Later on Monday, South Korea’s military disputed some of North Korea’s reports of its missile tests. Spokesman Kim Jun-rak said South Korea did not detect the North’s launch of cruise missiles and that it was also significant that North Korea did not mention what Seoul described as an abnormal ICBM flight.

This year’s “Vigilant Storm” air exercise between the United States and South Korea was the largest ever for the annual autumn maneuvers. 240 warplanes, including advanced F-35 fighter jets from both countries, took part in the exercises. The allies were originally supposed to hold the exercises for five days until Friday, but extended the exercise by another day in response to the North’s missile tests.

On Saturday, the last day of air force exercises, the United States flew two supersonic B-1B bombers over South Korea in a show of force against North Korea, the first such flyover since December 2017.

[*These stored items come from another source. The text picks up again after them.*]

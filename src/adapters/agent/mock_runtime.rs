//! Deterministic in-memory agent runtime, grounded on
//! `adapters::substrates::mock::MockSubstrate` — same per-task response
//! override table, generalized from a substrate session lifecycle to the
//! engine's single-shot [`AgentOutcome`].

use std::collections::HashMap;
use std::path::PathBuf;
use std::sync::Arc;

use async_trait::async_trait;
use tokio::sync::RwLock;
use tokio_util::sync::CancellationToken;
use uuid::Uuid;

use crate::domain::errors::DomainResult;
use crate::domain::ports::agent_runtime::{AgentOutcome, AgentRuntime, ModelTier};

/// A canned response the mock runtime returns for a task.
#[derive(Debug, Clone)]
pub struct MockOutcome {
    pub success: bool,
    pub summary: String,
    pub input_tokens: i64,
    pub output_tokens: i64,
    pub touched_files: Vec<String>,
}

impl MockOutcome {
    pub fn success(summary: impl Into<String>, touched_files: Vec<String>) -> Self {
        Self { success: true, summary: summary.into(), input_tokens: 500, output_tokens: 200, touched_files }
    }

    pub fn failure(summary: impl Into<String>) -> Self {
        Self { success: false, summary: summary.into(), input_tokens: 200, output_tokens: 50, touched_files: Vec::new() }
    }
}

impl Default for MockOutcome {
    fn default() -> Self {
        Self::success("mock task completed", Vec::new())
    }
}

/// Deterministic runtime for tests and demos: returns a configured outcome
/// per task id, or a default, without shelling out to any real agent.
pub struct MockAgentRuntime {
    default_outcome: MockOutcome,
    overrides: Arc<RwLock<HashMap<Uuid, MockOutcome>>>,
}

impl MockAgentRuntime {
    pub fn new() -> Self {
        Self { default_outcome: MockOutcome::default(), overrides: Arc::new(RwLock::new(HashMap::new())) }
    }

    pub fn with_default(outcome: MockOutcome) -> Self {
        Self { default_outcome: outcome, overrides: Arc::new(RwLock::new(HashMap::new())) }
    }

    pub async fn set_outcome_for_task(&self, task_id: Uuid, outcome: MockOutcome) {
        self.overrides.write().await.insert(task_id, outcome);
    }
}

impl Default for MockAgentRuntime {
    fn default() -> Self {
        Self::new()
    }
}

#[async_trait]
impl AgentRuntime for MockAgentRuntime {
    async fn run(
        &self,
        _working_dir: PathBuf,
        task_id: Uuid,
        _task_text: String,
        _prompt_context: String,
        model_tier: ModelTier,
        cancel: CancellationToken,
    ) -> DomainResult<AgentOutcome> {
        if cancel.is_cancelled() {
            return Ok(AgentOutcome {
                success: false,
                summary: "cancelled before dispatch".to_string(),
                input_tokens: 0,
                output_tokens: 0,
                cost_cents: 0,
                touched_files: Vec::new(),
                tool_log: Vec::new(),
            });
        }

        let outcome = self.overrides.read().await.get(&task_id).cloned().unwrap_or_else(|| self.default_outcome.clone());

        Ok(AgentOutcome {
            success: outcome.success,
            summary: outcome.summary,
            input_tokens: outcome.input_tokens,
            output_tokens: outcome.output_tokens,
            cost_cents: 0,
            touched_files: outcome.touched_files,
            tool_log: vec![format!("ran on tier {}", model_tier.as_str())],
        })
    }
}

#[cfg(test)]
mod tests {
    use super::*;

    #[tokio::test]
    async fn default_outcome_succeeds() {
        let runtime = MockAgentRuntime::new();
        let outcome = runtime
            .run(PathBuf::from("/tmp"), Uuid::new_v4(), "do thing".to_string(), String::new(), ModelTier::Cheap, CancellationToken::new())
            .await
            .unwrap();
        assert!(outcome.success);
    }

    #[tokio::test]
    async fn task_specific_override_is_honored() {
        let runtime = MockAgentRuntime::new();
        let task_id = Uuid::new_v4();
        runtime.set_outcome_for_task(task_id, MockOutcome::failure("simulated failure")).await;

        let outcome = runtime
            .run(PathBuf::from("/tmp"), task_id, "do thing".to_string(), String::new(), ModelTier::Mid, CancellationToken::new())
            .await
            .unwrap();
        assert!(!outcome.success);
        assert_eq!(outcome.summary, "simulated failure");
    }

    #[tokio::test]
    async fn cancelled_token_short_circuits() {
        let runtime = MockAgentRuntime::new();
        let token = CancellationToken::new();
        token.cancel();

        let outcome = runtime
            .run(PathBuf::from("/tmp"), Uuid::new_v4(), "do thing".to_string(), String::new(), ModelTier::Premium, token)
            .await
            .unwrap();
        assert!(!outcome.success);
    }
}
//! Optional dependency inference: when enabled, scans a task's description
//! and action text for phrases like "depends on task 3" or "after completing
//! task 7" and adds a `Soft` edge for each one it finds.
//!
//! Off by default. Inferred edges are always `Soft` — inference can suggest
//! scheduling hints but can never create a `Hard` edge, and therefore can
//! never introduce a cycle the resolver has to reject.

use std::sync::LazyLock;

use regex::Regex;
use uuid::Uuid;

use crate::domain::models::Task;

static DEPENDENCY_PATTERNS: LazyLock<Vec<Regex>> = LazyLock::new(|| {
    [
        r"requires?\s+task\s+(\d+)",
        r"depends?\s+on\s+task\s+(\d+)",
        r"after\s+(?:completing\s+)?task\s+(\d+)",
        r"uses?\s+(?:output\s+from\s+)?task\s+(\d+)",
        r"needs?\s+task\s+(\d+)",
        r"building\s+on\s+task\s+(\d+)",
        r"based\s+on\s+task\s+(\d+)",
        r"following\s+task\s+(\d+)",
    ]
    .iter()
    .map(|p| Regex::new(p).expect("static pattern is valid"))
    .collect()
});

/// Tasks are numbered 1-based by their position in `all_tasks` for the
/// purpose of matching "task N" phrases — the engine has no integer task
/// IDs of its own, only UUIDs, so ordinal position stands in for them.
pub fn infer_soft_dependencies(task: &Task, all_tasks: &[Task]) -> Vec<Uuid> {
    let haystack = task.combined_text().to_lowercase();
    let mut ordinals: std::collections::HashSet<usize> = std::collections::HashSet::new();

    for pattern in DEPENDENCY_PATTERNS.iter() {
        for caps in pattern.captures_iter(&haystack) {
            if let Some(n) = caps.get(1).and_then(|m| m.as_str().parse::<usize>().ok()) {
                ordinals.insert(n);
            }
        }
    }

    let mut inferred = Vec::new();
    for ordinal in ordinals {
        if ordinal == 0 || ordinal > all_tasks.len() {
            continue;
        }
        let candidate = &all_tasks[ordinal - 1];
        if candidate.id != task.id {
            inferred.push(candidate.id);
        }
    }

    // Also match by description text, for tasks that reference each other
    // by name rather than by ordinal ("Requires: database schema").
    for other in all_tasks {
        if other.id == task.id || other.description.len() <= 10 {
            continue;
        }
        let snippet = other.description.to_lowercase();
        let snippet = &snippet[..snippet.len().min(30)];
        let needle_patterns = ["requires", "require", "need", "needs", "depends on", "after", "uses", "use"];
        if needle_patterns
            .iter()
            .any(|kw| haystack.contains(kw) && haystack.contains(snippet))
            && !inferred.contains(&other.id)
        {
            inferred.push(other.id);
        }
    }

    inferred
}

#[cfg(test)]
mod tests {
    use super::*;
    use uuid::Uuid;

    #[test]
    fn infers_ordinal_reference() {
        let epic = Uuid::new_v4();
        let a = Task::new(epic, "set up schema", "create tables", 0);
        let b = Task::new(epic, "build api", "depends on task 1 to expose endpoints", 0);
        let tasks = vec![a.clone(), b.clone()];
        let inferred = infer_soft_dependencies(&b, &tasks);
        assert_eq!(inferred, vec![a.id]);
    }

    #[test]
    fn out_of_range_ordinal_is_ignored() {
        let epic = Uuid::new_v4();
        let a = Task::new(epic, "solo", "depends on task 99", 0);
        let tasks = vec![a.clone()];
        assert!(infer_soft_dependencies(&a, &tasks).is_empty());
    }
}
//! Epic domain model.
//!
//! An epic is a named grouping of tasks and the unit that owns a worktree.

use serde::{Deserialize, Serialize};
use uuid::Uuid;

#[derive(Debug, Clone, Serialize, Deserialize)]
pub struct Epic {
    pub id: Uuid,
    pub project_id: Uuid,
    pub name: String,
    /// Lower priority value schedules earlier.
    pub priority: i32,
    pub depends_on: Vec<Uuid>,
}

impl Epic {
    pub fn new(project_id: Uuid, name: impl Into<String>, priority: i32) -> Self {
        Self {
            id: Uuid::new_v4(),
            project_id,
            name: name.into(),
            priority,
            depends_on: Vec::new(),
        }
    }
}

South Korea’s Joint Chiefs of Staff said the B-1B’s participation in the joint exercises showed the allies’ readiness to respond strongly to North Korea’s provocations and the US’s commitment to defend its ally with the full range of its military capabilities, including nuclear.

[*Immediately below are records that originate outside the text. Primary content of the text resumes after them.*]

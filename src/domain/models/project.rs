//! Project domain model.
//!
//! A project owns every epic, task, session, worktree and cost row beneath
//! it; deleting a project cascades to all of them.

use chrono::{DateTime, Utc};
use serde::{Deserialize, Serialize};
use std::path::PathBuf;
use uuid::Uuid;

use super::execution_plan::ExecutionPlan;

/// Per-project execution style, derived from the plan by
/// [`crate::services::mode::select_mode`] and persisted explicitly.
#[derive(Debug, Clone, Copy, PartialEq, Eq, Serialize, Deserialize)]
#[serde(rename_all = "snake_case")]
pub enum ExecutionMode {
    Sequential,
    Parallel,
}

impl ExecutionMode {
    pub fn as_str(&self) -> &'static str {
        match self {
            Self::Sequential => "sequential",
            Self::Parallel => "parallel",
        }
    }

    #[allow(clippy::should_implement_trait)]
    pub fn from_str(s: &str) -> Option<Self> {
        match s {
            "sequential" => Some(Self::Sequential),
            "parallel" => Some(Self::Parallel),
            _ => None,
        }
    }
}

/// A project: the root of ownership for epics, tasks, sessions, worktrees
/// and costs.
#[derive(Debug, Clone, Serialize, Deserialize)]
pub struct Project {
    pub id: Uuid,
    pub name: String,
    pub working_dir: PathBuf,
    /// Free-form metadata. Stores the persisted execution plan under key
    /// `execution_plan` and the stop-request hint under
    /// `parallel_stop_requested`, per the wire format in the external
    /// interfaces contract.
    pub metadata: serde_json::Value,
    pub execution_mode: Option<ExecutionMode>,
    pub created_at: DateTime<Utc>,
    pub updated_at: DateTime<Utc>,
}

impl Project {
    pub fn new(name: impl Into<String>, working_dir: impl Into<PathBuf>) -> Self {
        let now = Utc::now();
        Self {
            id: Uuid::new_v4(),
            name: name.into(),
            working_dir: working_dir.into(),
            metadata: serde_json::json!({}),
            execution_mode: None,
            created_at: now,
            updated_at: now,
        }
    }

    /// Read the persisted execution plan out of metadata, if any.
    pub fn execution_plan(&self) -> Option<ExecutionPlan> {
        self.metadata
            .get("execution_plan")
            .and_then(|v| serde_json::from_value(v.clone()).ok())
    }

    /// Persist an execution plan into metadata and stamp `updated_at`.
    pub fn set_execution_plan(&mut self, plan: &ExecutionPlan) {
        let value = serde_json::to_value(plan).expect("ExecutionPlan is always serializable");
        match self.metadata.as_object_mut() {
            Some(map) => {
                map.insert("execution_plan".to_string(), value);
            }
            None => {
                self.metadata = serde_json::json!({ "execution_plan": value });
            }
        }
        self.updated_at = Utc::now();
    }

    pub fn stop_requested(&self) -> bool {
        self.metadata
            .get("parallel_stop_requested")
            .and_then(|v| v.as_bool())
            .unwrap_or(false)
    }

    pub fn set_stop_requested(&mut self, requested: bool) {
        match self.metadata.as_object_mut() {
            Some(map) => {
                map.insert(
                    "parallel_stop_requested".to_string(),
                    serde_json::Value::Bool(requested),
                );
            }
            None => {
                self.metadata = serde_json::json!({ "parallel_stop_requested": requested });
            }
        }
        self.updated_at = Utc::now();
    }
}

#[cfg(test)]
mod tests {
    use super::*;
    use crate::domain::models::execution_plan::{Batch, ExecutionPlan};

    #[test]
    fn plan_round_trips_through_project_metadata() {
        let mut project = Project::new("demo", "/tmp/demo");
        let plan = ExecutionPlan::new(
            project.id,
            vec![Batch::new(0, vec![Uuid::new_v4()], false, vec![])],
            Default::default(),
            vec![],
        );

        project.set_execution_plan(&plan);
        let round_tripped = project.execution_plan().expect("plan persisted");
        assert_eq!(round_tripped.project_id, plan.project_id);
        assert_eq!(round_tripped.batches.len(), 1);
    }

    #[test]
    fn stop_request_defaults_to_false() {
        let project = Project::new("demo", "/tmp/demo");
        assert!(!project.stop_requested());
    }
}
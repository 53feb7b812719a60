//! `forge status`: epics, tasks, worktrees, and budget for a project.

use comfy_table::{presets, Cell, ContentArrangement, Table};
use serde::Serialize;

use crate::app::ForgeApp;
use crate::cli::error::{CliError, CliResult};
use crate::domain::ports::{EpicRepository, ProjectRepository, TaskFilter, TaskRepository, WorktreeRepository};

#[derive(Debug, Serialize)]
struct StatusOutput {
    project: String,
    epics: usize,
    tasks_total: usize,
    tasks_done: usize,
    worktrees_active: usize,
    budget_spent_cents: i64,
    budget_remaining_cents: i64,
}

pub async fn run(app: &ForgeApp, project_name: String, json: bool) -> CliResult<()> {
    let project = app
        .project_repo
        .get_by_name(&project_name)
        .await?
        .ok_or(CliError::UnknownProject(project_name))?;

    let epics = app.epic_repo.list_for_project(project.id).await?;
    let tasks = app.task_repo.list(TaskFilter::default()).await?;
    let project_tasks: Vec<_> = {
        let epic_ids: std::collections::HashSet<_> = epics.iter().map(|e| e.id).collect();
        tasks.into_iter().filter(|t| epic_ids.contains(&t.epic_id)).collect()
    };
    let worktrees = app.worktree_repo.list_for_project(project.id).await?;
    let budget = app.budget_tracker.snapshot(project.id).await?;

    let summary = StatusOutput {
        project: project.name.clone(),
        epics: epics.len(),
        tasks_total: project_tasks.len(),
        tasks_done: project_tasks.iter().filter(|t| t.done).count(),
        worktrees_active: worktrees.iter().filter(|w| w.status == crate::domain::models::WorktreeStatus::Active).count(),
        budget_spent_cents: budget.spent_cents,
        budget_remaining_cents: budget.remaining_cents,
    };

    if json {
        println!("{}", serde_json::to_string_pretty(&summary).unwrap_or_default());
        return Ok(());
    }

    let mut table = Table::new();
    table.load_preset(presets::UTF8_FULL).set_content_arrangement(ContentArrangement::Dynamic);
    table.set_header(vec![Cell::new("field"), Cell::new("value")]);
    table.add_row(vec!["project", &summary.project]);
    table.add_row(vec!["epics", &summary.epics.to_string()]);
    table.add_row(vec!["tasks", &format!("{}/{}", summary.tasks_done, summary.tasks_total)]);
    table.add_row(vec!["active worktrees", &summary.worktrees_active.to_string()]);
    table.add_row(vec!["budget pressure", &format!("{:?}", budget.pressure)]);
    table.add_row(vec!["budget spent", &format!("{}c", summary.budget_spent_cents)]);
    table.add_row(vec!["budget remaining", &format!("{}c", summary.budget_remaining_cents)]);

    println!("{table}");

    Ok(())
}
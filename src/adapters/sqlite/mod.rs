//! SQLite database adapters for the parallel execution engine.

pub mod batch_repository;
pub mod connection;
pub mod cost_repository;
pub mod epic_repository;
pub mod expertise_repository;
pub mod migrations;
pub mod project_repository;
pub mod session_repository;
pub mod task_repository;
pub mod test_repository;
pub mod worktree_repository;

pub use batch_repository::SqlitePlanRepository;
pub use connection::{create_pool, create_test_pool, verify_connection, ConnectionError, PoolConfig};
pub use cost_repository::SqliteCostRepository;
pub use epic_repository::SqliteEpicRepository;
pub use expertise_repository::SqliteExpertiseRepository;
pub use migrations::{all_embedded_migrations, Migration, MigrationError, Migrator};
pub use project_repository::SqliteProjectRepository;
pub use session_repository::SqliteSessionRepository;
pub use task_repository::SqliteTaskRepository;
pub use test_repository::SqliteTestRepository;
pub use worktree_repository::SqliteWorktreeRepository;

use chrono::{DateTime, Utc};
use sqlx::SqlitePool;
use uuid::Uuid;

use crate::domain::errors::{DomainError, DomainResult};

/// Parse a UUID string from a SQLite row field.
pub fn parse_uuid(s: &str) -> DomainResult<Uuid> {
    Uuid::parse_str(s).map_err(|e| DomainError::Serialization(e.to_string()))
}

/// Parse an optional UUID string from a SQLite row field.
pub fn parse_optional_uuid(s: Option<String>) -> DomainResult<Option<Uuid>> {
    s.map(|s| Uuid::parse_str(&s)).transpose().map_err(|e| DomainError::Serialization(e.to_string()))
}

/// Parse an RFC3339 datetime string from a SQLite row field.
pub fn parse_datetime(s: &str) -> DomainResult<DateTime<Utc>> {
    chrono::DateTime::parse_from_rfc3339(s)
        .map_err(|e| DomainError::Serialization(e.to_string()))
        .map(|dt| dt.with_timezone(&Utc))
}

/// Parse an optional RFC3339 datetime string from a SQLite row field.
pub fn parse_optional_datetime(s: Option<String>) -> DomainResult<Option<DateTime<Utc>>> {
    s.map(|s| chrono::DateTime::parse_from_rfc3339(&s).map(|d| d.with_timezone(&Utc)))
        .transpose()
        .map_err(|e| DomainError::Serialization(e.to_string()))
}

/// Parse a JSON string from a SQLite row field, falling back to the type's default.
pub fn parse_json_or_default<T: serde::de::DeserializeOwned + Default>(s: Option<String>) -> DomainResult<T> {
    s.map(|s| serde_json::from_str(&s))
        .transpose()
        .map_err(|e| DomainError::Serialization(e.to_string()))
        .map(|opt| opt.unwrap_or_default())
}

/// Parse a JSON string from a required column into a `serde_json::Value`,
/// defaulting to an empty object if the column is somehow empty.
pub fn parse_json_value(s: &str) -> DomainResult<serde_json::Value> {
    if s.is_empty() {
        return Ok(serde_json::json!({}));
    }
    serde_json::from_str(s).map_err(|e| DomainError::Serialization(e.to_string()))
}

#[derive(Debug, thiserror::Error)]
pub enum DatabaseError {
    #[error("Connection error: {0}")]
    Connection(#[from] ConnectionError),
    #[error("Migration error: {0}")]
    Migration(#[from] MigrationError),
    #[error("Query error: {0}")]
    Query(#[from] sqlx::Error),
}

pub async fn initialize_database(database_url: &str) -> Result<SqlitePool, DatabaseError> {
    let pool = create_pool(database_url, None).await?;
    let migrator = Migrator::new(pool.clone());
    migrator.run_embedded_migrations(all_embedded_migrations()).await?;
    Ok(pool)
}

pub async fn initialize_default_database() -> Result<SqlitePool, DatabaseError> {
    initialize_database("sqlite:.forge/forge.db").await
}

/// Create an in-memory test pool with all migrations applied.
pub async fn create_migrated_test_pool() -> Result<SqlitePool, DatabaseError> {
    let pool = create_test_pool().await?;
    let migrator = Migrator::new(pool.clone());
    migrator.run_embedded_migrations(all_embedded_migrations()).await?;
    Ok(pool)
}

After their annual meeting on Thursday in Washington, US Defense Secretary Lloyd Austin and South Korean Defense Minister Lee Jong-Sup issued a joint statement strongly condemning the North’s recent launches and carrying Austin’s warning that any nuclear attack on the United States or its allies and partners would ” is unacceptable and will result in the end of the Kim regime.” South Korea’s military has previously warned the North that using nuclear weapons would lead it to a “path of self-destruction”.

Both defense chiefs also agreed on the need to improve joint exercises and training to strengthen readiness against North Korea’s nuclear and missile threats.

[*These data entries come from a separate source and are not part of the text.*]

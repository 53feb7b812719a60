//! Concrete version-control subprocess adapter.

pub mod git_invoker;

pub use git_invoker::GitInvoker;
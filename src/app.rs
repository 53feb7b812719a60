//! Wires the concrete adapters and application services together into one
//! handle the CLI commands operate against. Grounded on
//! `cli::command_dispatcher::CliCommandDispatcher`'s role of owning a pool
//! and building services from it, generalized from a single command bus to
//! the engine's full service graph.

use std::path::PathBuf;
use std::sync::Arc;
use std::time::Duration;

use sqlx::SqlitePool;

use crate::adapters::agent::MockAgentRuntime;
use crate::adapters::sqlite::{
    initialize_database, SqliteCostRepository, SqliteEpicRepository, SqliteExpertiseRepository,
    SqlitePlanRepository, SqliteProjectRepository, SqliteSessionRepository, SqliteTaskRepository,
    SqliteTestRepository, SqliteWorktreeRepository,
};
use crate::domain::errors::DomainResult;
use crate::domain::ports::{
    AgentRuntime, CostRepository, EpicRepository, PlanRepository, ProjectRepository,
    SessionRepository, TaskRepository, TestRepository, VcsInvoker, WorktreeRepository,
};
use crate::infrastructure::config::Config;
use crate::infrastructure::vcs::GitInvoker;
use crate::services::{
    BudgetTracker, BudgetTrackerConfig, CostLedger, DependencyResolver, ExecutionPlanBuilder,
    ExpertiseStore, HeartbeatReaper, MergeValidator, MergeValidatorConfig, ModelSelector,
    ModelSelectorConfig, ParallelExecutor, WorktreeManager,
};

/// Owns the database pool and every repository/service built on top of it.
/// One instance per CLI invocation.
pub struct ForgeApp {
    pub config: Config,
    pub project_repo: Arc<dyn ProjectRepository>,
    pub epic_repo: Arc<dyn EpicRepository>,
    pub task_repo: Arc<dyn TaskRepository>,
    pub test_repo: Arc<dyn TestRepository>,
    pub session_repo: Arc<dyn SessionRepository>,
    pub worktree_repo: Arc<dyn WorktreeRepository>,
    pub cost_repo: Arc<dyn CostRepository>,
    pub plan_repo: Arc<dyn PlanRepository>,
    pub vcs: Arc<dyn VcsInvoker>,
    pub agent: Arc<dyn AgentRuntime>,
    pub resolver: DependencyResolver,
    pub plan_builder: ExecutionPlanBuilder,
    pub worktree_manager: Arc<WorktreeManager>,
    pub model_selector: Arc<ModelSelector>,
    pub expertise: Arc<ExpertiseStore>,
    pub cost_ledger: Arc<CostLedger>,
    pub budget_tracker: Arc<BudgetTracker>,
    pub parallel_executor: Arc<ParallelExecutor>,
    pub merge_validator: Arc<MergeValidator>,
    pub heartbeat_reaper: Arc<HeartbeatReaper>,
}

impl ForgeApp {
    pub async fn new(config: Config, repo_root: PathBuf) -> DomainResult<Self> {
        let database_url = format!("sqlite:{}", config.database.path);
        let pool = initialize_database(&database_url)
            .await
            .map_err(|e| crate::domain::errors::DomainError::Database(e.to_string()))?;

        Ok(Self::from_pool(config, repo_root, pool))
    }

    /// Build an app over an already-migrated pool (used by tests).
    pub fn from_pool(config: Config, repo_root: PathBuf, pool: SqlitePool) -> Self {
        let project_repo: Arc<dyn ProjectRepository> = Arc::new(SqliteProjectRepository::new(pool.clone()));
        let epic_repo: Arc<dyn EpicRepository> = Arc::new(SqliteEpicRepository::new(pool.clone()));
        let task_repo: Arc<dyn TaskRepository> = Arc::new(SqliteTaskRepository::new(pool.clone()));
        let test_repo: Arc<dyn TestRepository> = Arc::new(SqliteTestRepository::new(pool.clone()));
        let session_repo: Arc<dyn SessionRepository> = Arc::new(SqliteSessionRepository::new(pool.clone()));
        let worktree_repo: Arc<dyn WorktreeRepository> = Arc::new(SqliteWorktreeRepository::new(pool.clone()));
        let cost_repo: Arc<dyn CostRepository> = Arc::new(SqliteCostRepository::new(pool.clone()));
        let expertise_repo = Arc::new(SqliteExpertiseRepository::new(pool.clone()));
        let plan_repo: Arc<dyn PlanRepository> = Arc::new(SqlitePlanRepository::new(pool));

        let vcs: Arc<dyn VcsInvoker> = Arc::new(GitInvoker::new(Duration::from_secs(config.vcs.command_timeout_secs)));
        let agent: Arc<dyn AgentRuntime> = Arc::new(MockAgentRuntime::new());

        let worktree_manager = Arc::new(WorktreeManager::new(worktree_repo.clone(), vcs.clone(), repo_root.clone()));
        let model_selector = Arc::new(ModelSelector::new(ModelSelectorConfig::default()));
        let expertise = Arc::new(ExpertiseStore::new(expertise_repo));
        let cost_ledger = Arc::new(CostLedger::new(cost_repo.clone()));

        let budget_config = BudgetTrackerConfig {
            total_budget_cents: config.budget.total_budget_cents,
            caution_threshold_pct: config.budget.caution_threshold_pct,
            warning_threshold_pct: config.budget.warning_threshold_pct,
            critical_threshold_pct: config.budget.critical_threshold_pct,
            max_concurrency_normal: config.budget.max_concurrency_normal,
            max_concurrency_caution: config.budget.max_concurrency_caution,
            max_concurrency_warning: config.budget.max_concurrency_warning,
            max_concurrency_critical: config.budget.max_concurrency_critical,
        };
        let budget_tracker = Arc::new(BudgetTracker::new(budget_config, cost_repo.clone()));

        let parallel_executor = Arc::new(ParallelExecutor::new(
            task_repo.clone(),
            session_repo.clone(),
            cost_repo.clone(),
            test_repo.clone(),
            worktree_manager.clone(),
            model_selector.clone(),
            expertise.clone(),
            agent.clone(),
            config.max_agents,
        ));

        let merge_validator_config = MergeValidatorConfig {
            main_branch: config.vcs.main_branch.clone(),
            test_command: config.vcs.test_command.clone(),
            test_timeout: Duration::from_secs(config.vcs.test_timeout_secs),
        };
        let merge_validator = Arc::new(MergeValidator::new(vcs.clone(), worktree_repo.clone(), repo_root, merge_validator_config));

        let heartbeat_reaper = Arc::new(HeartbeatReaper::new(session_repo.clone()));

        Self {
            config,
            project_repo,
            epic_repo,
            task_repo,
            test_repo,
            session_repo,
            worktree_repo,
            cost_repo,
            plan_repo,
            vcs,
            agent,
            resolver: DependencyResolver::new(),
            plan_builder: ExecutionPlanBuilder::new(),
            worktree_manager,
            model_selector,
            expertise,
            cost_ledger,
            budget_tracker,
            parallel_executor,
            merge_validator,
            heartbeat_reaper,
        }
    }

    pub fn batch_executor(&self) -> crate::services::BatchExecutor {
        crate::services::BatchExecutor::new(
            self.plan_repo.clone(),
            self.project_repo.clone(),
            self.epic_repo.clone(),
            self.task_repo.clone(),
            self.parallel_executor.clone(),
            self.merge_validator.clone(),
            self.worktree_manager.clone(),
        )
    }
}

Even before the “Cautionary Storm” drills, North Korea test-launched what it called a series of missiles simulated nuclear attacks at American and South Korean targets in protest at other sets of military exercises by their rivals that involved a US aircraft for the first time in five years. In September, North Korea also passed a new law authorizing the preemptive use of its nuclear weapons in a wide range of situations.

South Korean and US officials have consistently maintained that their exercises are defensive in nature and that they have no intention of invading the North.

The US and South Korean militaries have been expanding their regular military exercises since the May inauguration of conservative South Korean President Yoon Suk Yeol, who has vowed to take a tougher stance on North Korean provocations. Some of the allied exercises have previously been scaled back or canceled to support the now stalled diplomacy over North Korea’s nuclear program or to deal with the COVID-19 pandemic.


Associated Press writer Kim Tong-hyung contributed to this report.